We adjusted the internal risk rating on the Maplewood Revolver, utilized as a component of our allowance for credit loss calculation, from a 3 to a 4 in the second quarter of 2023 when Maplewood began to short-pay contractual rent under its lease agreement. In the first quarter of 2024, we again adjusted the internal risk rating from a 4 to 5 to reflect the increased risk of the Maplewood Revolver as a result of the missed interest payments in the first quarter of 2024, discussed below, and due to Maplewood continuing to pay interest in kind on the loan. We believe the internal risk rating of a 5 appropriately reflects the risks as of December 31, 2025. See the allowance for credit losses attributable to real estate loans with a 5 internal risk rating within Note 9 – Allowance for Credit Losses.
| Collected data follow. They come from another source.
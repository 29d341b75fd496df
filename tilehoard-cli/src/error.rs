//! CLI error handling with user-friendly messages.
//!
//! Exit codes: `1` when a run failed or was aborted, `2` for configuration
//! and usage problems.

use std::fmt;
use std::process;

use tilehoard::{AppError, RunState};

/// CLI-specific errors with user-friendly messages.
#[derive(Debug)]
pub enum CliError {
    /// Failed to initialize logging
    LoggingInit(String),
    /// Configuration or usage error
    Config(String),
    /// Error from the library
    App(AppError),
    /// Failed to start the async runtime or signal handler
    Runtime(String),
    /// The run finished but not every tile was downloaded
    Incomplete { state: RunState, failed: u64 },
}

impl CliError {
    pub fn exit_code(&self) -> i32 {
        match self {
            CliError::Config(_) => 2,
            CliError::App(e) if e.is_config_error() => 2,
            _ => 1,
        }
    }

    /// Exit the process with an appropriate error message and code.
    pub fn exit(&self) -> ! {
        eprintln!("Error: {}", self);

        if let CliError::App(AppError::Config(_)) = self {
            eprintln!();
            eprintln!("The configuration is read from, in order:");
            eprintln!("  1. the path given with --config");
            eprintln!("  2. ./config.json");
            eprintln!("  3. the user config directory (tilehoard/config.json)");
        }

        process::exit(self.exit_code())
    }
}

impl fmt::Display for CliError {
    fn fmt(&self, f: &mut fmt::Formatter<'_>) -> fmt::Result {
        match self {
            CliError::LoggingInit(msg) => write!(f, "Failed to initialize logging: {}", msg),
            CliError::Config(msg) => write!(f, "Configuration error: {}", msg),
            CliError::App(e) => write!(f, "{}", e),
            CliError::Runtime(msg) => write!(f, "Runtime error: {}", msg),
            CliError::Incomplete { state, failed } => match state {
                RunState::Aborted(reason) => write!(f, "Download aborted: {}", reason),
                _ => write!(f, "Download finished with {} failed tiles", failed),
            },
        }
    }
}

impl std::error::Error for CliError {
    fn source(&self) -> Option<&(dyn std::error::Error + 'static)> {
        match self {
            CliError::App(e) => Some(e),
            _ => None,
        }
    }
}

impl From<AppError> for CliError {
    fn from(e: AppError) -> Self {
        CliError::App(e)
    }
}

#[cfg(test)]
mod tests {
    use super::*;
    use tilehoard::AbortReason;

    #[test]
    fn test_exit_codes() {
        assert_eq!(CliError::Config("bad".into()).exit_code(), 2);
        let unknown = CliError::App(AppError::UnknownRegion {
            name: "x".into(),
            available: vec![],
        });
        assert_eq!(unknown.exit_code(), 2);
        let aborted = CliError::Incomplete {
            state: RunState::Aborted(AbortReason::Cancelled),
            failed: 0,
        };
        assert_eq!(aborted.exit_code(), 1);
        assert_eq!(aborted.to_string(), "Download aborted: cancelled");
    }

    #[test]
    fn test_incomplete_display() {
        let err = CliError::Incomplete {
            state: RunState::Completed,
            failed: 4,
        };
        assert_eq!(err.to_string(), "Download finished with 4 failed tiles");
        assert_eq!(err.exit_code(), 1);
    }
}
//! Region download orchestration
//!
//! Drives one run for one region: walks the region's tiles lazily, drops the
//! ones already on disk, feeds the rest through a bounded queue to a fixed
//! pool of [`FetchWorker`]s and folds their results into a [`RunSummary`].
//! Memory use does not grow with the size of the region.
//!
//! Runs are restartable. Every run re-derives its work from the disk, so an
//! interrupted run simply resumes where the files stop.

mod progress;
mod state;
mod summary;

pub use progress::{ProgressCallback, ProgressCounters, ProgressSnapshot};
pub use state::{AbortReason, RunError, RunState};
pub use summary::{FailedTile, RunReport, RunSummary, ServerTally};

use std::path::PathBuf;
use std::sync::Arc;

use futures::stream::{self, StreamExt};
use parking_lot::Mutex;
use tokio::sync::mpsc;
use tokio::time::Instant;
use tokio_util::sync::CancellationToken;
use tracing::{debug, info, warn};

use crate::config::{DownloadSettings, Region};
use crate::coord::TileCoord;
use crate::fetch::{DownloadResult, DownloadTask, FetchError, FetchWorker, RetryPolicy};
use crate::grid::{RegionTiles, TileGrid};
use crate::pool::{PoolConfig, PoolError, ServerPool};
use crate::provider::{AsyncHttpClient, ServerEndpoint};
use crate::store::TileStore;

/// Queue slots per worker.
const QUEUE_DEPTH_PER_WORKER: usize = 4;

/// Concurrent existence checks ahead of the work queue.
const EXISTENCE_CHECK_CONCURRENCY: usize = 64;

/// Storage failures (with zero successful writes) needed before a run is
/// declared storage-dead.
const MIN_STORAGE_FAILURES: u64 = 3;

/// Settings for a run.
#[derive(Debug, Clone)]
pub struct OrchestratorConfig {
    pub output_dir: PathBuf,
    pub tile_extension: String,
    pub concurrency: usize,
    pub retry: RetryPolicy,
    pub pool: PoolConfig,
    pub abort_failure_ratio: Option<f64>,
    pub abort_min_samples: u64,
    /// Log progress every N finished tiles; 0 disables.
    pub progress_log_interval: u64,
}

impl OrchestratorConfig {
    pub fn from_settings(settings: &DownloadSettings) -> Self {
        Self {
            output_dir: settings.output_dir.clone(),
            tile_extension: settings.tile_file_extension.clone(),
            concurrency: settings.concurrency.max(1),
            retry: RetryPolicy::from_settings(settings),
            pool: PoolConfig {
                failure_exclusion_threshold: settings.failure_exclusion_threshold,
                cool_down: settings.cool_down(),
                wait_timeout: settings.server_wait_timeout(),
            },
            abort_failure_ratio: settings.abort_failure_ratio,
            abort_min_samples: settings.abort_min_samples,
            progress_log_interval: settings.progress_log_interval,
        }
    }
}

/// Runs region downloads against a fixed set of servers.
///
/// Server health starts fresh on every run.
pub struct DownloadOrchestrator<C> {
    client: Arc<C>,
    servers: Vec<ServerEndpoint>,
    config: OrchestratorConfig,
    state: Mutex<RunState>,
}

impl<C: AsyncHttpClient + 'static> DownloadOrchestrator<C> {
    pub fn new(client: Arc<C>, servers: Vec<ServerEndpoint>, config: OrchestratorConfig) -> Self {
        Self {
            client,
            servers,
            config,
            state: Mutex::new(RunState::Planning),
        }
    }

    pub fn config(&self) -> &OrchestratorConfig {
        &self.config
    }

    /// State of the current or most recent run.
    pub fn state(&self) -> RunState {
        self.state.lock().clone()
    }

    fn transition(&self, region: &str, next: RunState) {
        let mut state = self.state.lock();
        debug!(region, from = %*state, to = %next, "Run state change");
        *state = next;
    }

    /// Downloads every missing tile of `region`.
    ///
    /// Cancelling `cancel` stops the run: in-flight fetches are abandoned and
    /// the report comes back `Aborted(Cancelled)`.
    pub async fn run(
        &self,
        region: &Region,
        cancel: CancellationToken,
        progress: Option<ProgressCallback>,
    ) -> Result<RunReport, RunError> {
        let started = Instant::now();
        let name = region.name();
        self.transition(name, RunState::Planning);

        // Planning
        let requested = TileGrid::count(region.bbox(), region.zoom_levels())?;
        let tiles = TileGrid::tiles(region.bbox(), region.zoom_levels())?;
        info!(
            region = name,
            tiles = requested,
            zooms = ?region.zoom_levels(),
            "Planning download"
        );

        let store = TileStore::new(
            &self.config.output_dir,
            name,
            self.config.tile_extension.as_str(),
        );
        let purged = {
            let store = store.clone();
            tokio::task::spawn_blocking(move || store.purge_partials())
                .await
                .map_err(|e| RunError::Internal(format!("partial cleanup task failed: {}", e)))??
        };
        if purged > 0 {
            info!(region = name, purged, "Removed partial files from an earlier run");
        }

        let mut summary = RunSummary::new(name, requested);
        let counters = ProgressCounters::new(requested);
        if let Some(callback) = &progress {
            callback(&counters.snapshot());
        }

        let pool = Arc::new(ServerPool::new(
            self.servers.clone(),
            self.config.pool.clone(),
        )?);

        // Running
        self.transition(name, RunState::Running);
        let abort = if requested == 0 || cancel.is_cancelled() {
            cancel.is_cancelled().then_some(AbortReason::Cancelled)
        } else {
            self.execute(
                name,
                &store,
                &pool,
                tiles,
                requested,
                &cancel,
                &counters,
                progress.as_ref(),
                &mut summary,
            )
            .await?
        };

        summary
            .failed_coordinates
            .sort_by_key(|failed| failed.coordinate);
        summary.server_health = pool.health();
        summary.elapsed = Instant::now().duration_since(started);

        let final_state = match abort {
            Some(reason) => {
                warn!(
                    region = name,
                    reason = %reason,
                    succeeded = summary.succeeded,
                    failed = summary.failed,
                    unfinished = summary.unfinished(),
                    "Download aborted"
                );
                RunState::Aborted(reason)
            }
            None => {
                info!(
                    region = name,
                    requested = summary.requested,
                    succeeded = summary.succeeded,
                    skipped = summary.skipped,
                    failed = summary.failed,
                    absent = summary.absent,
                    bytes = summary.bytes_written,
                    elapsed_ms = summary.elapsed.as_millis() as u64,
                    "Download completed"
                );
                RunState::Completed
            }
        };
        self.transition(name, final_state.clone());

        Ok(RunReport {
            state: final_state,
            summary,
        })
    }

    /// Runs the worker pool over `tiles`. Returns the abort reason, if any.
    #[allow(clippy::too_many_arguments)]
    async fn execute(
        &self,
        region: &str,
        store: &TileStore,
        pool: &Arc<ServerPool>,
        tiles: RegionTiles,
        requested: u64,
        cancel: &CancellationToken,
        counters: &ProgressCounters,
        progress: Option<&ProgressCallback>,
        summary: &mut RunSummary,
    ) -> Result<Option<AbortReason>, RunError> {
        // Child token: aborting the run must not cancel the caller's token
        let run_token = cancel.child_token();
        let workers = usize::try_from(requested)
            .map_or(self.config.concurrency, |n| self.config.concurrency.min(n))
            .max(1);

        let (task_tx, task_rx) = mpsc::channel(workers * QUEUE_DEPTH_PER_WORKER);
        let (result_tx, mut result_rx) = mpsc::unbounded_channel();
        let queue = Arc::new(tokio::sync::Mutex::new(task_rx));

        // Producer: existence checks run ahead of the queue. Tiles already on
        // disk go straight to the results as skipped.
        let producer = {
            let token = run_token.clone();
            let store = store.clone();
            let skipped_tx = result_tx.clone();
            tokio::spawn(async move {
                let checks = stream::iter(tiles)
                    .map(move |tile| is_stored(store.clone(), tile))
                    .buffered(EXISTENCE_CHECK_CONCURRENCY);
                tokio::pin!(checks);

                loop {
                    let next = tokio::select! {
                        biased;
                        _ = token.cancelled() => break,
                        next = checks.next() => next,
                    };
                    let Some((coordinate, present)) = next else { break };

                    if present {
                        if skipped_tx.send(DownloadResult::skipped(coordinate)).is_err() {
                            break;
                        }
                        continue;
                    }

                    tokio::select! {
                        biased;
                        _ = token.cancelled() => break,
                        sent = task_tx.send(DownloadTask::new(coordinate)) => {
                            if sent.is_err() {
                                break;
                            }
                        }
                    }
                }
            })
        };

        let handles: Vec<_> = (0..workers)
            .map(|id| {
                let worker = FetchWorker::new(
                    id,
                    Arc::clone(&self.client),
                    Arc::clone(pool),
                    store.clone(),
                    self.config.retry.clone(),
                    run_token.clone(),
                );
                tokio::spawn(worker.run(Arc::clone(&queue), result_tx.clone()))
            })
            .collect();
        drop(result_tx);

        info!(region, workers, "Workers started");

        let mut abort: Option<AbortReason> = None;
        let mut guard = AbortGuard::new(&self.config, workers);
        let interval = self.config.progress_log_interval;

        while let Some(result) = result_rx.recv().await {
            counters.record(&result);
            summary.record(&result);

            let snapshot = counters.snapshot();
            if let Some(callback) = progress {
                callback(&snapshot);
            }
            if interval > 0 && snapshot.done % interval == 0 {
                info!(
                    region,
                    done = snapshot.done,
                    total = snapshot.total,
                    percent = format!("{:.1}", snapshot.percent()),
                    failed = snapshot.failed,
                    "Download progress"
                );
            }

            if abort.is_none() {
                if let Some(reason) = guard.check(&result, &snapshot) {
                    warn!(region, reason = %reason, "Aborting download");
                    abort = Some(reason);
                    run_token.cancel();
                }
            }
        }

        for joined in futures::future::join_all(handles).await {
            if let Err(e) = joined {
                return Err(RunError::Internal(format!("fetch worker failed: {}", e)));
            }
        }
        if let Err(e) = producer.await {
            return Err(RunError::Internal(format!("task producer failed: {}", e)));
        }

        if abort.is_none() && cancel.is_cancelled() {
            abort = Some(AbortReason::Cancelled);
        }
        Ok(abort)
    }
}

/// Existence check for one tile. A failed check counts as missing.
async fn is_stored(store: TileStore, tile: TileCoord) -> (TileCoord, bool) {
    match store.exists(&tile).await {
        Ok(present) => (tile, present),
        Err(e) => {
            warn!(z = tile.z, x = tile.x, y = tile.y, error = %e, "Existence check failed, will fetch");
            (tile, false)
        }
    }
}

/// Tracks the abort conditions while results come in.
struct AbortGuard {
    failure_ratio: Option<f64>,
    min_samples: u64,
    storage_threshold: u64,
    storage_failures: u64,
    writes_ok: u64,
}

impl AbortGuard {
    fn new(config: &OrchestratorConfig, workers: usize) -> Self {
        Self {
            failure_ratio: config.abort_failure_ratio,
            min_samples: config.abort_min_samples.max(1),
            storage_threshold: (workers as u64).max(MIN_STORAGE_FAILURES),
            storage_failures: 0,
            writes_ok: 0,
        }
    }

    fn check(&mut self, result: &DownloadResult, snapshot: &ProgressSnapshot) -> Option<AbortReason> {
        if let Some(FetchError::Pool(PoolError::WaitTimeout { waited })) = &result.error {
            return Some(AbortReason::ServerWaitTimeout { waited: *waited });
        }

        match &result.error {
            Some(error) if error.is_storage() => self.storage_failures += 1,
            None if result.is_success() && !result.absent => self.writes_ok += 1,
            _ => {}
        }
        if self.writes_ok == 0 && self.storage_failures >= self.storage_threshold {
            return Some(AbortReason::StorageUnavailable {
                failures: self.storage_failures,
            });
        }

        if let Some(threshold) = self.failure_ratio {
            let finished = snapshot.fetched();
            if finished >= self.min_samples {
                let ratio = snapshot.failed as f64 / finished as f64;
                if ratio > threshold {
                    return Some(AbortReason::FailureRatio {
                        failed: snapshot.failed,
                        finished,
                        threshold,
                    });
                }
            }
        }

        None
    }
}
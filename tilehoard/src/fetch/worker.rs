//! Fetch worker: pulls tasks, downloads tiles, stores them.

use std::sync::Arc;

use tokio::sync::{mpsc, Mutex};
use tokio_util::sync::CancellationToken;
use tracing::{debug, trace, warn};

use super::retry::RetryPolicy;
use super::types::{DownloadResult, DownloadTask, FetchError};
use crate::pool::ServerPool;
use crate::provider::AsyncHttpClient;
use crate::store::TileStore;

/// Work queue shared by all workers of a run.
///
/// The receiver is serialized behind an async mutex so each task is handed to
/// exactly one worker.
pub type SharedQueue = Arc<Mutex<mpsc::Receiver<DownloadTask>>>;

/// One member of the worker pool.
pub struct FetchWorker<C> {
    id: usize,
    client: Arc<C>,
    pool: Arc<ServerPool>,
    store: TileStore,
    retry: RetryPolicy,
    cancel: CancellationToken,
}

impl<C: AsyncHttpClient> FetchWorker<C> {
    pub fn new(
        id: usize,
        client: Arc<C>,
        pool: Arc<ServerPool>,
        store: TileStore,
        retry: RetryPolicy,
        cancel: CancellationToken,
    ) -> Self {
        Self {
            id,
            client,
            pool,
            store,
            retry,
            cancel,
        }
    }

    /// Processes tasks until the queue is closed and drained, or the run is
    /// cancelled.
    ///
    /// A task interrupted by cancellation produces no result.
    pub async fn run(self, queue: SharedQueue, results: mpsc::UnboundedSender<DownloadResult>) {
        trace!(worker = self.id, "Fetch worker started");

        loop {
            let next = tokio::select! {
                biased;
                _ = self.cancel.cancelled() => break,
                task = next_task(&queue) => task,
            };
            let Some(task) = next else { break };

            let result = tokio::select! {
                biased;
                _ = self.cancel.cancelled() => break,
                result = self.process(task) => result,
            };

            if results.send(result).is_err() {
                break;
            }
        }

        trace!(worker = self.id, "Fetch worker stopped");
    }

    /// Runs one task to its final result.
    pub async fn process(&self, mut task: DownloadTask) -> DownloadResult {
        let coord = task.coordinate;

        match self.store.exists(&coord).await {
            Ok(true) => {
                debug!(z = coord.z, x = coord.x, y = coord.y, "Tile present, skipping");
                return DownloadResult::skipped(coord);
            }
            Ok(false) => {}
            Err(e) => {
                warn!(z = coord.z, x = coord.x, y = coord.y, error = %e, "Existence check failed, fetching anyway");
            }
        }

        loop {
            let server = match self.pool.select().await {
                Ok(server) => server,
                Err(e) => {
                    return DownloadResult::failed(coord, FetchError::Pool(e), None, task.attempt)
                }
            };
            task.attempt += 1;

            let url = server.endpoint().url_for(&coord);
            let response = self
                .client
                .get_with_headers(&url, server.endpoint().headers())
                .await;

            match response {
                Ok(body) => {
                    if let Err(reason) = check_tile_body(&body) {
                        self.pool.release(&server);
                        warn!(
                            z = coord.z, x = coord.x, y = coord.y,
                            server = server.name(),
                            reason = %reason,
                            "Server returned an unusable tile"
                        );
                        return DownloadResult::failed(
                            coord,
                            FetchError::InvalidBody { url, reason },
                            Some(server.name()),
                            task.attempt,
                        );
                    }

                    let stored = self.store.write(&coord, &body, self.id).await;
                    // The server delivered a good tile either way
                    self.pool.report_success(&server);

                    return match stored {
                        Ok(bytes) => {
                            debug!(
                                z = coord.z, x = coord.x, y = coord.y,
                                server = server.name(),
                                attempt = task.attempt,
                                half_open = server.is_probe(),
                                bytes,
                                "Tile downloaded"
                            );
                            DownloadResult::success(coord, bytes, server.name(), task.attempt)
                        }
                        Err(e) => {
                            warn!(z = coord.z, x = coord.x, y = coord.y, error = %e, "Failed to store tile");
                            DownloadResult::failed(
                                coord,
                                FetchError::Storage(e.to_string()),
                                Some(server.name()),
                                task.attempt,
                            )
                        }
                    };
                }

                Err(e) if e.is_tile_absent() => {
                    self.pool.release(&server);
                    debug!(
                        z = coord.z, x = coord.x, y = coord.y,
                        server = server.name(),
                        status = ?e.status(),
                        "Tile absent at provider"
                    );
                    return DownloadResult::absent(coord, server.name(), task.attempt);
                }

                Err(e) if e.is_transient() => {
                    self.pool.report_failure(&server);
                    match self.retry.delay_for_attempt(task.attempt) {
                        Some(delay) => {
                            warn!(
                                z = coord.z, x = coord.x, y = coord.y,
                                server = server.name(),
                                attempt = task.attempt,
                                half_open = server.is_probe(),
                                delay_ms = delay.as_millis() as u64,
                                error = %e,
                                "Transient fetch failure, retrying"
                            );
                            tokio::time::sleep(delay).await;
                        }
                        None => {
                            warn!(
                                z = coord.z, x = coord.x, y = coord.y,
                                server = server.name(),
                                attempts = task.attempt,
                                error = %e,
                                "Giving up on tile"
                            );
                            return DownloadResult::failed(
                                coord,
                                FetchError::Exhausted {
                                    attempts: task.attempt,
                                    last: e,
                                },
                                Some(server.name()),
                                task.attempt,
                            );
                        }
                    }
                }

                Err(e) => {
                    self.pool.release(&server);
                    warn!(
                        z = coord.z, x = coord.x, y = coord.y,
                        server = server.name(),
                        error = %e,
                        "Permanent fetch failure"
                    );
                    return DownloadResult::failed(
                        coord,
                        FetchError::Permanent(e),
                        Some(server.name()),
                        task.attempt,
                    );
                }
            }
        }
    }
}

async fn next_task(queue: &SharedQueue) -> Option<DownloadTask> {
    queue.lock().await.recv().await
}

/// Rejects bodies that cannot be a raster tile.
fn check_tile_body(body: &[u8]) -> Result<(), String> {
    if body.is_empty() {
        return Err("empty response body".to_string());
    }
    image::guess_format(body)
        .map(|_| ())
        .map_err(|_| "unrecognised image format".to_string())
}
//! Tile fetching.
//!
//! [`FetchWorker`]s pull [`DownloadTask`]s from a shared queue, pick a server
//! from the [`ServerPool`](crate::pool::ServerPool), download, classify the
//! response and hand good tiles to the [`TileStore`](crate::store::TileStore).
//! Each task yields exactly one [`DownloadResult`].
//!
//! | Response | Result | Server health |
//! |----------|--------|---------------|
//! | 2xx with an image body | `Success`, file written | success |
//! | 404 / 410 | `Success`, no file | untouched |
//! | 5xx, 408, 429, timeout, connection or body error | retried with backoff, then `Failed` | failure |
//! | other 4xx, empty or non-image body | `Failed`, not retried | untouched |
//! | write error | `Failed` | success |

mod retry;
mod types;
mod worker;

pub use retry::RetryPolicy;
pub use types::{DownloadResult, DownloadTask, FetchError, Outcome};
pub use worker::{FetchWorker, SharedQueue};
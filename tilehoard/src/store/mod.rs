//! On-disk tile storage.
//!
//! Tiles live at `{root}/{region}/{z}/{x}/{y}.{ext}`, the layout slippy-map
//! viewers read directly. A final path either does not exist or holds a
//! complete tile: bytes go to a sibling temp file that is fsynced and then
//! renamed over the final path.
//!
//! Because of that, file existence doubles as the resume ledger between runs.

use std::io;
use std::path::{Path, PathBuf};
use std::sync::atomic::{AtomicU64, Ordering};
use std::sync::Arc;

use thiserror::Error;
use tokio::io::AsyncWriteExt;
use tracing::{debug, warn};

use crate::coord::TileCoord;

/// Suffix of in-progress temp files.
pub const PARTIAL_SUFFIX: &str = "part";

/// Errors from tile storage.
#[derive(Debug, Error)]
pub enum StorageError {
    #[error("Failed to create directory {path}: {source}")]
    CreateDir {
        path: PathBuf,
        #[source]
        source: io::Error,
    },

    #[error("Failed to write {path}: {source}")]
    Write {
        path: PathBuf,
        #[source]
        source: io::Error,
    },

    #[error("Failed to move {from} into place: {source}")]
    Rename {
        from: PathBuf,
        #[source]
        source: io::Error,
    },

    #[error("Failed to check {path}: {source}")]
    Stat {
        path: PathBuf,
        #[source]
        source: io::Error,
    },

    #[error("Failed to scan for partial files: {0}")]
    Scan(String),
}

/// Tile files for one region.
#[derive(Debug, Clone)]
pub struct TileStore {
    region_dir: PathBuf,
    extension: String,
    seq: Arc<AtomicU64>,
}

impl TileStore {
    /// Creates a store rooted at `{root}/{region}`.
    ///
    /// Nothing is created on disk until the first write.
    pub fn new(root: impl AsRef<Path>, region: &str, extension: impl Into<String>) -> Self {
        Self {
            region_dir: root.as_ref().join(region),
            extension: extension.into(),
            seq: Arc::new(AtomicU64::new(0)),
        }
    }

    pub fn region_dir(&self) -> &Path {
        &self.region_dir
    }

    /// Final path of a tile.
    pub fn path(&self, tile: &TileCoord) -> PathBuf {
        self.region_dir
            .join(tile.z.to_string())
            .join(tile.x.to_string())
            .join(format!("{}.{}", tile.y, self.extension))
    }

    /// Whether a complete tile is already stored.
    pub async fn exists(&self, tile: &TileCoord) -> Result<bool, StorageError> {
        let path = self.path(tile);
        tokio::fs::try_exists(&path)
            .await
            .map_err(|source| StorageError::Stat { path, source })
    }

    /// Atomically stores a tile, returning the number of bytes written.
    ///
    /// The temp file name is unique per worker and write, so concurrent writers
    /// of the same tile never share a temp file; the last rename wins.
    pub async fn write(
        &self,
        tile: &TileCoord,
        bytes: &[u8],
        worker_id: usize,
    ) -> Result<u64, StorageError> {
        let path = self.path(tile);
        let Some(parent) = path.parent() else {
            return Err(StorageError::CreateDir {
                path,
                source: io::Error::new(io::ErrorKind::InvalidInput, "tile path has no parent"),
            });
        };

        tokio::fs::create_dir_all(parent)
            .await
            .map_err(|source| StorageError::CreateDir {
                path: parent.to_path_buf(),
                source,
            })?;

        let seq = self.seq.fetch_add(1, Ordering::Relaxed);
        let temp_path = parent.join(format!(
            "{}.{}.{}-{}.{}",
            tile.y, self.extension, worker_id, seq, PARTIAL_SUFFIX
        ));

        if let Err(source) = write_synced(&temp_path, bytes).await {
            let _ = tokio::fs::remove_file(&temp_path).await;
            return Err(StorageError::Write {
                path: temp_path,
                source,
            });
        }

        if let Err(source) = tokio::fs::rename(&temp_path, &path).await {
            let _ = tokio::fs::remove_file(&temp_path).await;
            return Err(StorageError::Rename {
                from: temp_path,
                source,
            });
        }

        debug!(path = %path.display(), bytes = bytes.len(), "Tile stored");
        Ok(bytes.len() as u64)
    }

    /// Deletes temp files left behind by an interrupted run.
    ///
    /// Blocking; call from a blocking context. Returns how many were removed.
    pub fn purge_partials(&self) -> Result<usize, StorageError> {
        let base = glob::Pattern::escape(&self.region_dir.to_string_lossy());
        let pattern = format!("{}/*/*/*.{}", base, PARTIAL_SUFFIX);

        let entries = glob::glob(&pattern).map_err(|e| StorageError::Scan(e.to_string()))?;

        let mut removed = 0;
        for entry in entries {
            let path = match entry {
                Ok(path) => path,
                Err(e) => {
                    warn!(error = %e, "Skipping unreadable entry during partial cleanup");
                    continue;
                }
            };
            match std::fs::remove_file(&path) {
                Ok(()) => removed += 1,
                Err(e) if e.kind() == io::ErrorKind::NotFound => {}
                Err(e) => warn!(path = %path.display(), error = %e, "Failed to remove partial file"),
            }
        }

        if removed > 0 {
            debug!(removed, dir = %self.region_dir.display(), "Removed stale partial files");
        }
        Ok(removed)
    }
}

async fn write_synced(path: &Path, bytes: &[u8]) -> io::Result<()> {
    let mut file = tokio::fs::File::create(path).await?;
    file.write_all(bytes).await?;
    file.flush().await?;
    file.sync_all().await
}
During the year ended December 31, 2023, we recorded interest income of $1.5 million on the Maplewood Revolver for the contractual interest payment received related to December 2022, as the loan was placed on non-accrual status for interest recognition during the fourth quarter of 2022. We did not record any interest income related to the PIK interest during the years ended December 31, 2025, 2024 and 2023. As of December 31, 2025 and 2024, the outstanding principal balance of the Maplewood Revolver was $323.8 million and $301.7 million, respectively, and the amortized cost basis of the Maplewood Revolver was $263.6 million, which represents 18.1% and 17.6%, respectively, of the total amortized cost basis of all real estate loan receivables.

$68.0 million Mezzanine Loan

In April 2023, we entered into a mezzanine loan with a principal balance of $68.0 million with an existing operator and its affiliates in connection with the operator’s acquisition of 13 SNFs in West Virginia. The loan matures on April 13, 2029 and bears interest at a variable rate that results in a blended interest rate of 12% per annum across this loan and three other existing loans with the operator. The loan requires quarterly principal payments of $1.0 million commencing on July 1, 2023 and additional payments contingent on certain metrics. The loan is secured by a leasehold mortgage and a pledge of the operator’s equity interest in subsidiaries of the operator. As of December 31, 2025 and 2024, the amortized cost basis of the mezzanine loan is $53.8 million and $57.2 million, respectively.